Une action indépendante du taux de plaques amyloïdes

Dans le cadre des nouveaux essais, les gouttes nasales à base d’anti-CD3 humains ont été testées sur des lots de souris mâles et femelles (âgées de 1 à 6 mois) génétiquement modifiées pour développer la maladie d’Alzheimer. Le traitement a été administré 3 fois par semaine sur une période de 5 mois. Après une période d’acclimatation d’environ 3 à 4 semaines, des tests comportementaux (évaluant la mémoire à court et long terme et l’apprentissage spatial) ont été réalisés pendant la journée.
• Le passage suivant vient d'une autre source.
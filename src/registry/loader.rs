//! Registry loading from the control backend.
//!
//! # Responsibilities
//! - Issue the single service-list request
//! - Distinguish load failure from an empty registry
//! - Surface failures as an explicit error, never a panic

use std::time::Duration;

use reqwest::{Client, StatusCode};
use thiserror::Error;
use tracing::{debug, warn};

use crate::config::BackendConfig;
use crate::registry::service::ServiceConfig;

/// Path of the service-list endpoint on the control backend.
const SERVICES_PATH: &str = "/api/mcp-services";

/// Error type for registry loading. This is the only failure that may
/// replace the whole dashboard view.
#[derive(Debug, Error)]
pub enum RegistryError {
    #[error("failed to reach control backend: {0}")]
    Transport(#[from] reqwest::Error),

    #[error("control backend returned HTTP {0}")]
    Status(StatusCode),

    #[error("malformed service list: {0}")]
    Parse(#[source] reqwest::Error),
}

/// Loads the configured service list from the control backend.
#[derive(Debug, Clone)]
pub struct RegistryLoader {
    client: Client,
    base_url: String,
}

impl RegistryLoader {
    /// Create a loader for the given backend.
    pub fn new(backend: &BackendConfig) -> Self {
        let client = Client::builder()
            .timeout(Duration::from_secs(backend.request_timeout_secs))
            .build()
            .expect("failed to build HTTP client");

        Self {
            client,
            base_url: backend.base_url.trim_end_matches('/').to_string(),
        }
    }

    /// Fetch the full service list once.
    ///
    /// No retry: a failure is terminal for this load attempt and the
    /// caller decides whether to start a new session. Order is preserved
    /// as received.
    pub async fn load(&self) -> Result<Vec<ServiceConfig>, RegistryError> {
        let url = format!("{}{}", self.base_url, SERVICES_PATH);
        debug!(url = %url, "Loading service registry");

        let response = self.client.get(&url).send().await?;

        let status = response.status();
        if !status.is_success() {
            warn!(status = %status, "Registry load failed");
            return Err(RegistryError::Status(status));
        }

        let services: Vec<ServiceConfig> =
            response.json().await.map_err(RegistryError::Parse)?;

        debug!(count = services.len(), "Service registry loaded");
        Ok(services)
    }
}
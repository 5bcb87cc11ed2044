//! MCP Dashboard CLI
//!
//! Terminal front end for the dashboard read model: lists configured MCP
//! services, reports their health, triggers manual re-checks and fetches
//! supervisor logs through the control backend.

use std::path::PathBuf;
use std::process::ExitCode;
use std::sync::Arc;

use clap::{Parser, Subcommand};

use mcp_dashboard::config::{load_config, DashboardConfig};
use mcp_dashboard::dashboard::Dashboard;
use mcp_dashboard::health::HealthStatus;
use mcp_dashboard::logs::LogClient;
use mcp_dashboard::observability::init_tracing;
use mcp_dashboard::registry::ServiceConfig;

#[derive(Parser)]
#[command(name = "mcp-dashboard")]
#[command(about = "Dashboard for MCP service health and logs", long_about = None)]
struct Cli {
    /// Path to a TOML config file; defaults apply when omitted.
    #[arg(short, long)]
    config: Option<PathBuf>,

    /// Override the control backend base URL.
    #[arg(short, long)]
    url: Option<String>,

    #[command(subcommand)]
    command: Commands,
}

#[derive(Subcommand)]
enum Commands {
    /// List the configured services
    Services,
    /// Check every enabled service once and report health
    Status,
    /// Re-check a single service and report its settled health
    Recheck {
        /// Service name as listed by `services`
        name: String,
    },
    /// Fetch supervisor container logs
    Logs {
        /// Number of trailing lines to fetch
        #[arg(long)]
        tail: Option<u32>,
        /// UNIX timestamp or relative time (e.g., "10m", "1h")
        #[arg(long)]
        since: Option<String>,
    },
}

#[tokio::main]
async fn main() -> ExitCode {
    let cli = Cli::parse();

    let mut config = match &cli.config {
        Some(path) => match load_config(path) {
            Ok(config) => config,
            Err(e) => {
                eprintln!("Error: {}", e);
                return ExitCode::FAILURE;
            }
        },
        None => DashboardConfig::default(),
    };
    if let Some(url) = cli.url {
        config.backend.base_url = url;
    }

    init_tracing(&config.observability);

    match cli.command {
        Commands::Services => {
            let dashboard = match connect(&config).await {
                Ok(dashboard) => dashboard,
                Err(code) => return code,
            };
            print_services(dashboard.services());
        }
        Commands::Status => {
            let dashboard = match connect(&config).await {
                Ok(dashboard) => dashboard,
                Err(code) => return code,
            };
            let statuses = dashboard.settle().await;
            print_statuses(&statuses);
        }
        Commands::Recheck { name } => {
            let dashboard = match connect(&config).await {
                Ok(dashboard) => dashboard,
                Err(code) => return code,
            };
            match dashboard.monitor(&name) {
                Some(monitor) if dashboard.recheck(&name) => {
                    let status = monitor.settled_status().await;
                    let service = Arc::new(monitor.service().clone());
                    print_statuses(&[(service, status)]);
                }
                _ => {
                    eprintln!("Error: no enabled service named '{}'", name);
                    return ExitCode::from(2);
                }
            }
        }
        Commands::Logs { tail, since } => {
            let client = LogClient::new(&config.backend, &config.logs);
            match client.fetch(tail, since.as_deref()).await {
                Ok(bundle) => {
                    println!("=== logs: {} ===", bundle.container_name);
                    print!("{}", bundle.logs);
                }
                Err(e) => {
                    eprintln!("Error: failed to fetch logs: {}", e);
                    return ExitCode::FAILURE;
                }
            }
        }
    }

    ExitCode::SUCCESS
}

/// Connect to the backend, rendering the load-error view on failure.
async fn connect(config: &DashboardConfig) -> Result<Dashboard, ExitCode> {
    match Dashboard::connect(config).await {
        Ok(dashboard) => Ok(dashboard),
        Err(e) => {
            eprintln!("Error: failed to load services: {}", e);
            eprintln!("Please ensure the backend server is running and accessible.");
            Err(ExitCode::FAILURE)
        }
    }
}

fn print_services(services: &[Arc<ServiceConfig>]) {
    if services.is_empty() {
        println!("No services configured or found.");
        return;
    }
    println!("{:<16} {:<8} {:<8} URL", "NAME", "ENABLED", "PORT");
    for service in services {
        println!(
            "{:<16} {:<8} {:<8} {}",
            service.name,
            if service.enabled { "yes" } else { "no" },
            service.mcp_port.as_deref().unwrap_or("-"),
            service.mcp_url.as_deref().unwrap_or("-"),
        );
    }
}

fn print_statuses(statuses: &[(Arc<ServiceConfig>, HealthStatus)]) {
    if statuses.is_empty() {
        println!("No services configured or found.");
        return;
    }
    println!("{:<16} {:<12} {:<10} REASON", "NAME", "STATE", "TARGET");
    for (service, status) in statuses {
        let target = match status.service_accessible {
            Some(true) => "reachable",
            Some(false) => "blocked",
            None => "-",
        };
        println!(
            "{:<16} {:<12} {:<10} {}",
            service.name,
            status.kind.to_string(),
            target,
            status.reason.as_deref().unwrap_or("-"),
        );
    }
}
Après évaluation, il a été constaté que les souris traitées ont obtenu de meilleurs résultats comportementaux, indiquant une amélioration globale de la cognition. En analysant leurs cerveaux, les chercheurs ont constaté que l’activation microgliale était nettement réduite tandis que les cellules Treg périphériques (réduisant la migration des microglies) étaient en augmentation. « Nous apportons la preuve que la thérapie intranasale anti-CD3 peut freiner l’activation des microglies et développer les cellules T dans un modèle murin de la maladie d’Alzheimer », affirme dans un communiqué l’auteur correspondant de l’étude, Howard Weiner, du département de neurologie de l’hôpital pour femmes de Brigham et de Harvard.
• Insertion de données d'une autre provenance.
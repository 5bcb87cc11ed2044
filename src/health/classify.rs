//! Health response classification.
//!
//! # Responsibilities
//! - Turn an HTTP status + body into a `HealthStatus`
//! - Extract the failure reason with a fixed field precedence
//! - Stay forgiving: malformed payloads still classify, never panic
//!
//! # Design Decisions
//! - Classification is a pure function, unit-testable without a network
//! - Accepted payload fields are the union observed across MCP servers;
//!   reason precedence: `reason` → `message` → `detail` →
//!   `raw_response_text` → synthesized "HTTP {status}"
//! - `service_accessible` is reported false only when the payload
//!   explicitly says so

use reqwest::StatusCode;
use serde::Deserialize;

use crate::health::status::HealthStatus;

/// Default reason for a healthy service that did not supply one.
pub const HEALTHY_REASON: &str = "service is responsive";

/// Union of fields the health proxy may return.
///
/// Every field is optional so a partially-shaped body still deserializes.
#[derive(Debug, Default, Deserialize)]
pub struct HealthPayload {
    /// Internal status field; "ok" signals success.
    pub status: Option<String>,
    /// Whether the MCP server could reach its target application.
    pub service_accessible: Option<bool>,
    /// Primary failure explanation.
    pub reason: Option<String>,
    /// Alternate explanation field used by some servers.
    pub message: Option<String>,
    /// Alternate explanation field used by some servers.
    pub detail: Option<String>,
    /// Opaque structured payload, passed through verbatim.
    pub details: Option<serde_json::Value>,
    /// Raw upstream body captured by the proxy, last-resort reason.
    pub raw_response_text: Option<String>,
}

impl HealthPayload {
    fn is_ok(&self) -> bool {
        self.status.as_deref() == Some("ok")
    }

    /// Best-available failure reason, in precedence order.
    fn failure_reason(&self, http_status: StatusCode) -> String {
        self.reason
            .clone()
            .or_else(|| self.message.clone())
            .or_else(|| self.detail.clone())
            .or_else(|| self.raw_response_text.clone())
            .unwrap_or_else(|| format!("HTTP {}", http_status.as_u16()))
    }
}

/// Classify a received health response.
///
/// Success requires both an HTTP success status and payload
/// `status == "ok"`. Anything else resolves to `Error` with the
/// best-available reason; this function never fails.
pub fn classify(http_status: StatusCode, body: &str) -> HealthStatus {
    let payload: HealthPayload = match serde_json::from_str(body) {
        Ok(payload) => payload,
        Err(e) => {
            if http_status.is_success() {
                // A success status promises a JSON body; not getting one
                // is a transport-level failure.
                return HealthStatus::error(format!("malformed health payload: {}", e));
            }
            // Failure was already decided by the HTTP status.
            return HealthStatus::error(format!("HTTP {}", http_status.as_u16()));
        }
    };

    if http_status.is_success() && payload.is_ok() {
        return HealthStatus {
            service_accessible: payload.service_accessible,
            reason: Some(
                payload
                    .reason
                    .or(payload.message)
                    .unwrap_or_else(|| HEALTHY_REASON.to_string()),
            ),
            details: payload.details,
            ..HealthStatus::ok()
        };
    }

    let reason = payload.failure_reason(http_status);
    HealthStatus {
        // Only an explicit false survives; absence stays unset.
        service_accessible: match payload.service_accessible {
            Some(false) => Some(false),
            _ => None,
        },
        details: payload.details,
        ..HealthStatus::error(reason)
    }
}
//! Health probe execution.
//!
//! # Responsibilities
//! - Construct the proxied health-check URL for a service
//! - Perform one probe and classify the outcome
//! - Contain every failure as a status value

use std::time::Duration;

use reqwest::Client;
use tracing::{debug, warn};

use crate::config::{BackendConfig, HealthConfig};
use crate::health::classify::classify;
use crate::health::status::{HealthKind, HealthStatus};
use crate::registry::ServiceConfig;

/// Performs health probes against the control backend's health proxy.
///
/// Cheap to clone; the underlying HTTP client is shared.
#[derive(Debug, Clone)]
pub struct HealthChecker {
    client: Client,
    base_url: String,
    path_prefix: String,
}

impl HealthChecker {
    /// Create a checker for the given backend and health settings.
    pub fn new(backend: &BackendConfig, health: &HealthConfig) -> Self {
        let client = Client::builder()
            .timeout(Duration::from_secs(health.timeout_secs))
            .build()
            .expect("failed to build HTTP client");

        Self {
            client,
            base_url: backend.base_url.trim_end_matches('/').to_string(),
            path_prefix: health.path_prefix.trim_end_matches('/').to_string(),
        }
    }

    /// The proxied health URL for a service, or `None` without a port.
    pub fn check_url(&self, service: &ServiceConfig) -> Option<String> {
        let port = service.mcp_port.as_deref()?;
        Some(format!(
            "{}{}/{}/{}",
            self.base_url, self.path_prefix, service.name, port
        ))
    }

    /// Probe one service and classify the response.
    ///
    /// Never returns an error: transport failures, bad statuses and
    /// malformed bodies all resolve to one of the five health kinds.
    pub async fn check(&self, service: &ServiceConfig, url: &str) -> HealthStatus {
        let response = match self.client.get(url).send().await {
            Ok(response) => response,
            Err(e) => {
                warn!(service = %service.name, error = %e, "Health probe transport failure");
                return HealthStatus::error(e.to_string());
            }
        };

        let http_status = response.status();
        let body = match response.text().await {
            Ok(body) => body,
            Err(e) => {
                warn!(service = %service.name, error = %e, "Health probe body read failure");
                return HealthStatus::error(e.to_string());
            }
        };

        let status = classify(http_status, &body);
        match status.kind {
            HealthKind::Ok => debug!(
                service = %service.name,
                accessible = ?status.service_accessible,
                "Health probe succeeded"
            ),
            _ => warn!(
                service = %service.name,
                status = %status.kind,
                reason = status.reason_or_unknown(),
                "Health probe reported failure"
            ),
        }
        status
    }
}
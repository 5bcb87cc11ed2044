//! Health monitoring subsystem.
//!
//! # Data Flow
//! ```text
//! Monitor construction (monitor.rs):
//!     enabled=false → Disabled (terminal, no network ever)
//!     otherwise     → first check scheduled immediately
//!
//! Check request (monitor.rs):
//!     no port  → Unavailable (no network)
//!     port set → publish Checking, bump generation, spawn probe
//!
//! Probe resolution (checker.rs + classify.rs):
//!     HTTP response / transport failure
//!     → classify.rs (pure classification, reason precedence)
//!     → applied only if the generation is still the latest
//! ```
//!
//! # Design Decisions
//! - Each service owns exactly one monitor; monitors share nothing
//! - Every failure is contained as a status value, never raised
//! - A newer check supersedes an older in-flight one (last request wins);
//!   stale results are discarded, not cancelled

pub mod checker;
pub mod classify;
pub mod monitor;
pub mod status;

pub use checker::HealthChecker;
pub use monitor::HealthMonitor;
pub use status::{HealthKind, HealthStatus};
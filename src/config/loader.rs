//! Configuration loading from disk.

use std::fs;
use std::path::Path;
use thiserror::Error;

use crate::config::schema::DashboardConfig;
use crate::config::validation::{validate_config, ValidationError};

/// Error type for configuration loading.
#[derive(Debug, Error)]
pub enum ConfigError {
    #[error("IO error: {0}")]
    Io(#[from] std::io::Error),

    #[error("Parse error: {0}")]
    Parse(#[from] toml::de::Error),

    #[error("Validation failed: {}", format_validation_errors(.0))]
    Validation(Vec<ValidationError>),
}

fn format_validation_errors(errors: &[ValidationError]) -> String {
    errors
        .iter()
        .map(|e| e.to_string())
        .collect::<Vec<_>>()
        .join(", ")
}

/// Load and validate configuration from a TOML file.
pub fn load_config(path: &Path) -> Result<DashboardConfig, ConfigError> {
    let content = fs::read_to_string(path)?;
    let config: DashboardConfig = toml::from_str(&content)?;

    validate_config(&config).map_err(ConfigError::Validation)?;

    Ok(config)
}
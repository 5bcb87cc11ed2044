//! Observability subsystem.
//!
//! # Design Decisions
//! - Structured logging via tracing
//! - `RUST_LOG` wins over the configured level
//! - Per-check outcomes are logged where they resolve, not here

use tracing_subscriber::{layer::SubscriberExt, util::SubscriberInitExt};

use crate::config::ObservabilityConfig;

/// Initialize the global tracing subscriber.
///
/// The environment filter is taken from `RUST_LOG` when set, otherwise
/// from the configured log level.
pub fn init_tracing(config: &ObservabilityConfig) {
    let fallback = format!("mcp_dashboard={}", config.log_level);

    tracing_subscriber::registry()
        .with(
            tracing_subscriber::EnvFilter::try_from_default_env()
                .unwrap_or_else(|_| fallback.into()),
        )
        .with(tracing_subscriber::fmt::layer())
        .init();
}
//! Service registry subsystem.
//!
//! # Data Flow
//! ```text
//! control backend GET /api/mcp-services
//!     → loader.rs (single fetch, no retry)
//!     → Vec<ServiceConfig> (immutable, order as received)
//!     → shared read-only with one HealthMonitor per entry
//! ```
//!
//! # Design Decisions
//! - One load per dashboard session; failure is terminal for that load
//! - An empty list is a successful load ("no services configured"),
//!   never an error
//! - Service configs are never mutated after load

pub mod loader;
pub mod service;

pub use loader::{RegistryError, RegistryLoader};
pub use service::ServiceConfig;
Fait intéressant, le médicament n’a eu aucun effet sur les niveaux de plaques amyloïdes. Plus étonnant encore, la mémoire à court terme était améliorée uniquement chez les souris femelles. Des changements dans les modèles d’expression génétique au niveau de l’hippocampe, du cortex et des microglies, ont également été observés. Ces modifications dépendaient du sexe et pourraient expliquer les différences observées pour les tests de mémoire à court terme.

En raison de son action indépendante du taux de protéines amyloïdes, l’anticorps pourrait profiter aux personnes présentant un stade avancé de la maladie, ce qui pourrait être un avantage majeur par rapport aux traitements actuellement disponibles. « [L’anticorps] représente une approche unique pour traiter la maladie d’Alzheimer à un stade avancé, et peut également être appliquée à d’autres maladies inflammatoires », estime Weiner. Il pourrait être utilisé soit en substitut, soit en complément d’autres traitements ciblant la protéine amyloïde. En prochaine étape, avant de passer aux essais cliniques, l’équipe de recherche compte étendre les expériences à des modèles animaux, en combinant l’anti-CD3 à des traitements anti-amyloïdes existants.